You should dedicate resources to both like again, an internal friendly competition so that both sides get a fair shake. Both sides have a fair day in the debate over what you're gonna do today, and that means that your personal life won't get lost or subsumed into your business life.
Speaker 2: Yep. Yeah. Everybody is forever telling me, oh, you have to balance your work life and your business. Oh my God, no. My business takes up a bunch, but I still take my time for my personal, it's just not a 50 50 split. And it doesn't have to be all the time. Yeah. Especially entrepreneurs, you have so much to do just, but make sure you still are paying attention to yourself and right.
I know when I'm at the point where I want to punch somebody in the throat or whatever, and so I know I have to step away and I go play World of Warcraft and heal people [00:53:00] because DPS is not my thing. I go and I heal and it's fine. And so if you don't have something that you can, take a break to step away, go do something else maybe for an hour, maybe for the night and then come back.
That's something you need to have. And if it is gaming that you like to do, please stop marrying people who don't like gamers. Good. Crazy.

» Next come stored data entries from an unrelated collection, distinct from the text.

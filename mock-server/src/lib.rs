//! In-memory stand-in for the remote logging service.
//!
//! Serves the same REST surface the real service exposes: a token-guarded
//! client listing, per-client log statistics, message appends, paged entry
//! reads with a "latest page" route, single-entry reads with a "last entry"
//! route, and the page-for-date lookup with its `-1` sentinel. Entry ids are
//! 1-based and pages are `PAGE_SIZE` entries indexed from 0.

use std::sync::Arc;

use axum::{
    extract::{Path, Query, State},
    http::StatusCode,
    routing::{get, post},
    Json, Router,
};
use chrono::{DateTime, NaiveDate, Utc};
use serde::{Deserialize, Serialize};
use tokio::{net::TcpListener, sync::RwLock};
use uuid::Uuid;

pub const PAGE_SIZE: u32 = 10;

/// One stored log record, 1-based id in append order.
#[derive(Clone, Debug, Serialize)]
#[serde(rename_all = "camelCase")]
pub struct EntryRecord {
    pub id: u32,
    pub timestamp: DateTime<Utc>,
    pub data: String,
}

#[derive(Clone, Debug)]
pub struct LogRecord {
    pub id: String,
    pub create_date: DateTime<Utc>,
    /// Pre-encoded `name/count` strings reported in the stats response.
    pub command_names: Option<Vec<String>>,
    pub entries: Vec<EntryRecord>,
}

#[derive(Clone, Debug)]
pub struct ClientRecord {
    pub id: Uuid,
    pub name: String,
    pub register_date: DateTime<Utc>,
    pub logs: Vec<LogRecord>,
}

#[derive(Debug)]
pub struct ServiceState {
    pub admin_token: String,
    pub clients: Vec<ClientRecord>,
}

impl ServiceState {
    pub fn new(admin_token: &str) -> Self {
        Self {
            admin_token: admin_token.to_string(),
            clients: Vec::new(),
        }
    }
}

pub type Db = Arc<RwLock<ServiceState>>;

#[derive(Serialize)]
#[serde(rename_all = "camelCase")]
struct ClientListing {
    id: Uuid,
    name: String,
    register_date: DateTime<Utc>,
    logs: Vec<LogListing>,
}

#[derive(Serialize)]
#[serde(rename_all = "camelCase")]
struct LogListing {
    id: String,
    create_date: DateTime<Utc>,
}

#[derive(Serialize)]
#[serde(rename_all = "camelCase")]
struct LogStatsBody {
    log_id: String,
    entries_count: u32,
    last_entry_date: DateTime<Utc>,
    #[serde(skip_serializing_if = "Option::is_none")]
    command_names: Option<Vec<String>>,
}

pub fn app(db: Db) -> Router {
    Router::new()
        .route("/api/Clients", get(list_clients))
        .route("/api/Logging/{client_id}", get(log_stats))
        .route("/api/Logging/{client_id}/{log_id}", post(post_message))
        .route("/api/Logging/{client_id}/{log_id}/p", get(latest_page))
        .route("/api/Logging/{client_id}/{log_id}/p/{page}", get(entries_page))
        .route("/api/Logging/{client_id}/{log_id}/id", get(last_entry))
        .route("/api/Logging/{client_id}/{log_id}/id/{entry_id}", get(entry_by_id))
        .route("/api/Logging/{client_id}/{log_id}/pfd/{date}", get(page_for_date))
        .with_state(db)
}

pub async fn run(listener: TcpListener, db: Db) -> Result<(), std::io::Error> {
    axum::serve(listener, app(db)).await
}

#[derive(Deserialize)]
struct TokenQuery {
    #[serde(default)]
    token: String,
}

fn find_log<'a>(
    state: &'a ServiceState,
    client_id: Uuid,
    log_id: &str,
) -> Result<&'a LogRecord, StatusCode> {
    state
        .clients
        .iter()
        .find(|c| c.id == client_id)
        .ok_or(StatusCode::NOT_FOUND)?
        .logs
        .iter()
        .find(|l| l.id == log_id)
        .ok_or(StatusCode::NOT_FOUND)
}

async fn list_clients(
    State(db): State<Db>,
    Query(query): Query<TokenQuery>,
) -> Result<Json<Vec<ClientListing>>, StatusCode> {
    let state = db.read().await;
    if query.token.is_empty() || query.token != state.admin_token {
        return Err(StatusCode::FORBIDDEN);
    }
    let listing = state
        .clients
        .iter()
        .map(|c| ClientListing {
            id: c.id,
            name: c.name.clone(),
            register_date: c.register_date,
            logs: c
                .logs
                .iter()
                .map(|l| LogListing {
                    id: l.id.clone(),
                    create_date: l.create_date,
                })
                .collect(),
        })
        .collect();
    Ok(Json(listing))
}

async fn log_stats(
    State(db): State<Db>,
    Path(client_id): Path<Uuid>,
) -> Result<Json<Vec<LogStatsBody>>, StatusCode> {
    let state = db.read().await;
    let client = state
        .clients
        .iter()
        .find(|c| c.id == client_id)
        .ok_or(StatusCode::NOT_FOUND)?;
    let stats = client
        .logs
        .iter()
        .map(|l| LogStatsBody {
            log_id: l.id.clone(),
            entries_count: l.entries.len() as u32,
            // Empty logs report the epoch sentinel.
            last_entry_date: l
                .entries
                .last()
                .map(|e| e.timestamp)
                .unwrap_or(DateTime::UNIX_EPOCH),
            command_names: l.command_names.clone(),
        })
        .collect();
    Ok(Json(stats))
}

async fn post_message(
    State(db): State<Db>,
    Path((client_id, log_id)): Path<(Uuid, String)>,
    Json(message): Json<String>,
) -> Result<Json<bool>, StatusCode> {
    let mut state = db.write().await;
    let log = state
        .clients
        .iter_mut()
        .find(|c| c.id == client_id)
        .ok_or(StatusCode::NOT_FOUND)?
        .logs
        .iter_mut()
        .find(|l| l.id == log_id)
        .ok_or(StatusCode::NOT_FOUND)?;
    let id = log.entries.len() as u32 + 1;
    log.entries.push(EntryRecord {
        id,
        timestamp: Utc::now(),
        data: message,
    });
    Ok(Json(true))
}

fn page_slice(entries: &[EntryRecord], page: u32) -> Vec<EntryRecord> {
    entries
        .iter()
        .skip(page as usize * PAGE_SIZE as usize)
        .take(PAGE_SIZE as usize)
        .cloned()
        .collect()
}

fn latest_page_index(entries: &[EntryRecord]) -> u32 {
    match entries.len() as u32 {
        0 => 0,
        n => (n - 1) / PAGE_SIZE,
    }
}

async fn entries_page(
    State(db): State<Db>,
    Path((client_id, log_id, page)): Path<(Uuid, String, u32)>,
) -> Result<Json<Vec<EntryRecord>>, StatusCode> {
    let state = db.read().await;
    let log = find_log(&state, client_id, &log_id)?;
    Ok(Json(page_slice(&log.entries, page)))
}

async fn latest_page(
    State(db): State<Db>,
    Path((client_id, log_id)): Path<(Uuid, String)>,
) -> Result<Json<Vec<EntryRecord>>, StatusCode> {
    let state = db.read().await;
    let log = find_log(&state, client_id, &log_id)?;
    Ok(Json(page_slice(&log.entries, latest_page_index(&log.entries))))
}

async fn entry_by_id(
    State(db): State<Db>,
    Path((client_id, log_id, entry_id)): Path<(Uuid, String, u32)>,
) -> Result<Json<EntryRecord>, StatusCode> {
    let state = db.read().await;
    let log = find_log(&state, client_id, &log_id)?;
    log.entries
        .iter()
        .find(|e| e.id == entry_id)
        .cloned()
        .map(Json)
        .ok_or(StatusCode::NOT_FOUND)
}

async fn last_entry(
    State(db): State<Db>,
    Path((client_id, log_id)): Path<(Uuid, String)>,
) -> Result<Json<EntryRecord>, StatusCode> {
    let state = db.read().await;
    let log = find_log(&state, client_id, &log_id)?;
    log.entries.last().cloned().map(Json).ok_or(StatusCode::NOT_FOUND)
}

async fn page_for_date(
    State(db): State<Db>,
    Path((client_id, log_id, date)): Path<(Uuid, String, String)>,
) -> Result<Json<i64>, StatusCode> {
    let date: NaiveDate = date.parse().map_err(|_| StatusCode::BAD_REQUEST)?;
    let state = db.read().await;
    let log = find_log(&state, client_id, &log_id)?;
    let index = log
        .entries
        .iter()
        .find(|e| e.timestamp.date_naive() == date)
        .map(|e| i64::from((e.id - 1) / PAGE_SIZE))
        .unwrap_or(-1);
    Ok(Json(index))
}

Speaker 3: Yeah, there, there is a bit of compatibility that has to be dealt with. A little bit of differences I think is good. It creates some tension from time to time, but again the word balance may be the wrong word to use. Something to deal with, recognition and respect of the other person of the other things you're doing.
Give it that equal merit. I will let everybody get to a better [00:54:00] place.
Speaker 2: Okay. Like I said, thank you very much for being on my podcast and I hope that you have a great rest of the day.
Speaker 3: Thank you, Nikki. Thanks for letting me be a guest on your podcast. I enjoy the opportunity to have conversations like this.
It's sometimes fun to see where they go and where we end up.